* [DATASET ENTRIES]

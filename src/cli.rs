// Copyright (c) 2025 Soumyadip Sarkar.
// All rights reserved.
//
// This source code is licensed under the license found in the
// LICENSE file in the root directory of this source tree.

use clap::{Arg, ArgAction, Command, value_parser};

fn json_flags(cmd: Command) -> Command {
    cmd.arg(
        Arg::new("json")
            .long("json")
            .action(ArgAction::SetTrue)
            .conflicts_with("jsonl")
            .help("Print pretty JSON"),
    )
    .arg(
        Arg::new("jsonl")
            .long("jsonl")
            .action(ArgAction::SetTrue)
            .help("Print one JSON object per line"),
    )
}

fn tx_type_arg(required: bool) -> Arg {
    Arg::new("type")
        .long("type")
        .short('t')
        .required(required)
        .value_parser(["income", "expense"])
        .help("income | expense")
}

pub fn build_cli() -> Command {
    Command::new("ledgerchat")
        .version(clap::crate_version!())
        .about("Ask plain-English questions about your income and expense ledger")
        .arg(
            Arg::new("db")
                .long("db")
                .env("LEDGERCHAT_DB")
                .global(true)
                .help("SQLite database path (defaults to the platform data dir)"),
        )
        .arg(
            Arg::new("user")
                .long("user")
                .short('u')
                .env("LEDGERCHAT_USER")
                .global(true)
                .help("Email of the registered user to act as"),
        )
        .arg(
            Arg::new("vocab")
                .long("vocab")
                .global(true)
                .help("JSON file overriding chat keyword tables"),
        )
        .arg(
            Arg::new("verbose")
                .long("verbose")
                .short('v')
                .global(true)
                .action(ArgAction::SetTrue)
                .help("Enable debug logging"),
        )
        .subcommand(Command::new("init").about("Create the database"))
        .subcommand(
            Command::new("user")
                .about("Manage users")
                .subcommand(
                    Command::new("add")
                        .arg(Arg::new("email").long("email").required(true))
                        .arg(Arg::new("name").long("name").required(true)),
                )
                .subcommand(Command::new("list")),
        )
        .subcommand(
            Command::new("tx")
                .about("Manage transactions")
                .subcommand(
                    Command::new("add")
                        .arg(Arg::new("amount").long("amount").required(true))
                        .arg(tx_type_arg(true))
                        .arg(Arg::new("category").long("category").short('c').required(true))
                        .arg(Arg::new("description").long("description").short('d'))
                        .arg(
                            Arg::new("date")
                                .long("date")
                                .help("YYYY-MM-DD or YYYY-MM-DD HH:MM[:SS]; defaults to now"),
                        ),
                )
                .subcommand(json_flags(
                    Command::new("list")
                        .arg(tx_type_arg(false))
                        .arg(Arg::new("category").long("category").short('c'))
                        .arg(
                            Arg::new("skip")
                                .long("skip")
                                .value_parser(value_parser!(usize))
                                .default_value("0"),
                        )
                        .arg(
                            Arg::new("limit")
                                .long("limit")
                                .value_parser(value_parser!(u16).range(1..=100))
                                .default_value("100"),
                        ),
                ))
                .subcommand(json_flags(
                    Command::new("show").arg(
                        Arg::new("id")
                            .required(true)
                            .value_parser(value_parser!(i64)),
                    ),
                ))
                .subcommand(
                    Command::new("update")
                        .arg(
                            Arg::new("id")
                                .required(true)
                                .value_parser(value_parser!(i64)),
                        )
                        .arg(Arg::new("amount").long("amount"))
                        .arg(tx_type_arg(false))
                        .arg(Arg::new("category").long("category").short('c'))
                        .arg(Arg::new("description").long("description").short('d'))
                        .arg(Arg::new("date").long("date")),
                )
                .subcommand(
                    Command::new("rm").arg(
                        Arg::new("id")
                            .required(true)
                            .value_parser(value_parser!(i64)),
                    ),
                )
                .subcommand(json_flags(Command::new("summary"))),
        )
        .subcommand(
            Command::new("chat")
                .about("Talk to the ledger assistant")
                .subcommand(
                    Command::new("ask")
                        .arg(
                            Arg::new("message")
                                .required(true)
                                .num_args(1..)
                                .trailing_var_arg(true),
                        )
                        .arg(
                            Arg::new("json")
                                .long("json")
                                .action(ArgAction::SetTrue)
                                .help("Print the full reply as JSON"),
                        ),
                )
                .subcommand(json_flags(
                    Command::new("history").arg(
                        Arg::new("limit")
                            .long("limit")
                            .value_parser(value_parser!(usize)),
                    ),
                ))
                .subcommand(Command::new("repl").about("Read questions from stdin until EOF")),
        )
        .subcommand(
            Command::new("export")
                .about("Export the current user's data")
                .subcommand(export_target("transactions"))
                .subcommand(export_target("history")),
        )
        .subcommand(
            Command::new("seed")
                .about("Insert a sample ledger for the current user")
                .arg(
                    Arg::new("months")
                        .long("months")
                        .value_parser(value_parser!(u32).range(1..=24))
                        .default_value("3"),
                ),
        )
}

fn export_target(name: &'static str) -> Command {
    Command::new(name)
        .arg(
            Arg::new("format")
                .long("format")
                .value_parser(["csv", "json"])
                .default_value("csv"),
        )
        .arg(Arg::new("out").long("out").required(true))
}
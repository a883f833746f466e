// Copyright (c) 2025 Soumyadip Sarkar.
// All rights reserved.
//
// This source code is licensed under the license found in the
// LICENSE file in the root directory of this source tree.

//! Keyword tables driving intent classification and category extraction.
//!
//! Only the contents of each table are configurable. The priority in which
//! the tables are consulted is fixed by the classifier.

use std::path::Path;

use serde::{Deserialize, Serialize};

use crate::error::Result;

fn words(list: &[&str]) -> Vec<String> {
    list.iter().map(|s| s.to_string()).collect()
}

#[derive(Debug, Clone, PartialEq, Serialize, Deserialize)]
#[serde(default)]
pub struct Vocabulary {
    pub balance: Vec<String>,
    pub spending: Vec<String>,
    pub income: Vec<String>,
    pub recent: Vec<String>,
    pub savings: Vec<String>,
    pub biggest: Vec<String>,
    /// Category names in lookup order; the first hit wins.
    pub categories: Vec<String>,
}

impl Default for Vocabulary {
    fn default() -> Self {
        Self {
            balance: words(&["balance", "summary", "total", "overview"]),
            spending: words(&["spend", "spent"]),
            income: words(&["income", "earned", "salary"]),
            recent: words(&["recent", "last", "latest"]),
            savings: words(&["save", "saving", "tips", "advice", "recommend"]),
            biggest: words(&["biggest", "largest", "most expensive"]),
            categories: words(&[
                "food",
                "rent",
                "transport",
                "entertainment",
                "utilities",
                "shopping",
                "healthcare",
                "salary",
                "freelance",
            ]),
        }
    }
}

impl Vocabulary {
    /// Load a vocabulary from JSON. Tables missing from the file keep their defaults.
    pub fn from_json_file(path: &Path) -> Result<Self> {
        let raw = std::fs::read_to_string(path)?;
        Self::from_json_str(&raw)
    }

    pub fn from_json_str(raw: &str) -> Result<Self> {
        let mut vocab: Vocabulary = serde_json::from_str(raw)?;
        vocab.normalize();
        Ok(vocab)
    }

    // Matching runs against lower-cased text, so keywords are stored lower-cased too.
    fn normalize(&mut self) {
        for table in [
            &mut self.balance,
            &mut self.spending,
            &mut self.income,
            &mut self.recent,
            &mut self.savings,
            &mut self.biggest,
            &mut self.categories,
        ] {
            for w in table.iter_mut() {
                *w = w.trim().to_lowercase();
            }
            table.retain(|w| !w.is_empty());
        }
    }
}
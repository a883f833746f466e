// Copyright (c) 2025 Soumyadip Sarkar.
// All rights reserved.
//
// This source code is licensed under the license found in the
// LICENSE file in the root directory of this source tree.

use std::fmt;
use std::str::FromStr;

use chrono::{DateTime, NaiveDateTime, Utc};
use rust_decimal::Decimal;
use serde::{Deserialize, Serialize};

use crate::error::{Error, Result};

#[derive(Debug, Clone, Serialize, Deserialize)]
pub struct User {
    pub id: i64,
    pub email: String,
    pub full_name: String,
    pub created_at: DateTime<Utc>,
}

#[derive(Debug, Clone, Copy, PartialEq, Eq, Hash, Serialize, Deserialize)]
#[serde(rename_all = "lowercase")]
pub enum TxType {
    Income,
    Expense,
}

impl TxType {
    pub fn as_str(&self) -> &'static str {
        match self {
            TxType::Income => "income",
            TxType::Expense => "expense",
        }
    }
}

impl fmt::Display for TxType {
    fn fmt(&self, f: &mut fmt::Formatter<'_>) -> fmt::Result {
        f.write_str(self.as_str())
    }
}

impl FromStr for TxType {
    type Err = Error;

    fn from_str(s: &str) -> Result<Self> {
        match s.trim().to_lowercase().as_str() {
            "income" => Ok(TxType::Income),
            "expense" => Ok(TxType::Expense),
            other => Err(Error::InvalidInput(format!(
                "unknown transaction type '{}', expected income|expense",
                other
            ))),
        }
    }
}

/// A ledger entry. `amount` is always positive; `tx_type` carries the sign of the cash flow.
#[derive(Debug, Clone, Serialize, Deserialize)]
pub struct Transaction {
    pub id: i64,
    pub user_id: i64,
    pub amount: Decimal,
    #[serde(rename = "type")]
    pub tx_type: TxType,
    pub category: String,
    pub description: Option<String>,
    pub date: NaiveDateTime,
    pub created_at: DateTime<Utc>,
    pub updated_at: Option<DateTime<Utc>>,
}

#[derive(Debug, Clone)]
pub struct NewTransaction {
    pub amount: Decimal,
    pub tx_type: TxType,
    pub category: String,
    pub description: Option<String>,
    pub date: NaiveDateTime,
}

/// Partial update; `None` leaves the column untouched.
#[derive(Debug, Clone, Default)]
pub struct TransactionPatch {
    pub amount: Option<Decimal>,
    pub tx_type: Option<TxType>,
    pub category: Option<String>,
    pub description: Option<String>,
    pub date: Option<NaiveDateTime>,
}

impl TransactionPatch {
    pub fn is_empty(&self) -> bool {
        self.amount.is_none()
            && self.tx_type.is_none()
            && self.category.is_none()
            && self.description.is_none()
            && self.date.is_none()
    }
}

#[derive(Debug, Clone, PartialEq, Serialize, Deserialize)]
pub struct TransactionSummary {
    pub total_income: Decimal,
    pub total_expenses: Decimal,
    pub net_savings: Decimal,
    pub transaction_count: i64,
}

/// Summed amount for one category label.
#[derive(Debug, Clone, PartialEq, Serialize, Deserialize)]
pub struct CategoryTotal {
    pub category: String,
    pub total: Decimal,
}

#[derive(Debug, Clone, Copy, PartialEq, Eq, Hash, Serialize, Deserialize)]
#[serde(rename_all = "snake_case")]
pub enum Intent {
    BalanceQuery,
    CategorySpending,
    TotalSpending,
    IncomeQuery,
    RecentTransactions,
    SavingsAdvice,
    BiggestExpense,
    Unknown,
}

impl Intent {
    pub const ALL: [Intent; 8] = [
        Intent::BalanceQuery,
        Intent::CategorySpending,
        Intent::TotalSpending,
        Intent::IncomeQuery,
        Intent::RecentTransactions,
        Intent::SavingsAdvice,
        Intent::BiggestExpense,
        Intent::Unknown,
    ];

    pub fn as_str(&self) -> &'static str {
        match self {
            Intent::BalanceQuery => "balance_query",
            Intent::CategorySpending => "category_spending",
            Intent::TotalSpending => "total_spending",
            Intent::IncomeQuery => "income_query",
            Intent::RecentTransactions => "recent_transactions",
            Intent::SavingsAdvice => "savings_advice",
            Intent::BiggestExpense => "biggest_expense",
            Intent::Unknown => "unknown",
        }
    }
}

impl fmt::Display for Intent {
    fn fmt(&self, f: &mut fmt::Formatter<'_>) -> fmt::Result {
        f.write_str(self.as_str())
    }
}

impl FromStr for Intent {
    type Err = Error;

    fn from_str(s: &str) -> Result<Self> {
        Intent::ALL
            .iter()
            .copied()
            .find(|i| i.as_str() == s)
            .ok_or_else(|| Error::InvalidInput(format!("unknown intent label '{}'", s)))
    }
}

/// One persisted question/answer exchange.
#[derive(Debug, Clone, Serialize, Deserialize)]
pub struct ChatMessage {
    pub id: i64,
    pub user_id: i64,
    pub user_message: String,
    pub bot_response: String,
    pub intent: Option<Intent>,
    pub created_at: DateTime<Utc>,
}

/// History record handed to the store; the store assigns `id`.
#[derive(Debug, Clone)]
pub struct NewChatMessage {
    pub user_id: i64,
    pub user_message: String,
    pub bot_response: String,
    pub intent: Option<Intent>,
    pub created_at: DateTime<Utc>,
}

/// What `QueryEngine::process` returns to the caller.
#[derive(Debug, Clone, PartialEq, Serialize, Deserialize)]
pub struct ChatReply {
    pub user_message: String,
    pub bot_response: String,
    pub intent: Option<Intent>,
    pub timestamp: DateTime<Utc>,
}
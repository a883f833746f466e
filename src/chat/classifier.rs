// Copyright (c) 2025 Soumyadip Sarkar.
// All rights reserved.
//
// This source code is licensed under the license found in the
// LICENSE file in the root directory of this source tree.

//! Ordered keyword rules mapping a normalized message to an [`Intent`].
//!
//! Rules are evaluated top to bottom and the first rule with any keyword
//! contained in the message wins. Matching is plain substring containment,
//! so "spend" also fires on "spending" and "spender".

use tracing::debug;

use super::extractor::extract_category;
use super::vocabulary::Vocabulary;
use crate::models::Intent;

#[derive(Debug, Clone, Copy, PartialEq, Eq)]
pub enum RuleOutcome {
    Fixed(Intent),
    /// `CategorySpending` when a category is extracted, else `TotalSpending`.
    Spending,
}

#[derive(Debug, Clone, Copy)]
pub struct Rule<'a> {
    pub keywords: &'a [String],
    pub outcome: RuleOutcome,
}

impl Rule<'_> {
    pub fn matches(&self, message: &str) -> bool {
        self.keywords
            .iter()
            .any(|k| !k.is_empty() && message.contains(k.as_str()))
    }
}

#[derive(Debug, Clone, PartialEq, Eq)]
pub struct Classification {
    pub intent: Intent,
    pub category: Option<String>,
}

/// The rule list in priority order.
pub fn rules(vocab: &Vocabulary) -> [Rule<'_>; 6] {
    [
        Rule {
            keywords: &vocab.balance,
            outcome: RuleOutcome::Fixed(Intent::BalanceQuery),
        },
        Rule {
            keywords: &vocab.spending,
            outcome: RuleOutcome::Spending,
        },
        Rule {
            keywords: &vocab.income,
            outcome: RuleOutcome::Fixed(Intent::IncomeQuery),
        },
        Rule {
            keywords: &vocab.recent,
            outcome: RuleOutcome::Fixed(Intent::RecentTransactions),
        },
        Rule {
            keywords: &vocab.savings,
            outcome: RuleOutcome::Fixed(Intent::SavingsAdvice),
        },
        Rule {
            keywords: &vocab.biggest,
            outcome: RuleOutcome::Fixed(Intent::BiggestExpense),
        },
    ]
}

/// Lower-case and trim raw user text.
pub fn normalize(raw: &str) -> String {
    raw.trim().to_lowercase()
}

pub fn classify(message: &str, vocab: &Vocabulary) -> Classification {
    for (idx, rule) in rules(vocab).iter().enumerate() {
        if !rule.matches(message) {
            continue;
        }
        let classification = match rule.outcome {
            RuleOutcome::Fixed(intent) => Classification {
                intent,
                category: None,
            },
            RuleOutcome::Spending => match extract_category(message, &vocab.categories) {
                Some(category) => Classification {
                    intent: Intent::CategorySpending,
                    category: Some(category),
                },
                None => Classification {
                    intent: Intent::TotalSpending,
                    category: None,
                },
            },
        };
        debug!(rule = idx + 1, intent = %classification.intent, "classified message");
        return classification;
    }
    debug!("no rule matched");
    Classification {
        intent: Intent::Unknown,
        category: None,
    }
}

* [WHAT THIS TASK INVOLVES]
Across the records, count each line that holds the string "SetTrue". Respond with the number only.

* [SOLUTION TO THE EXERCISE]
4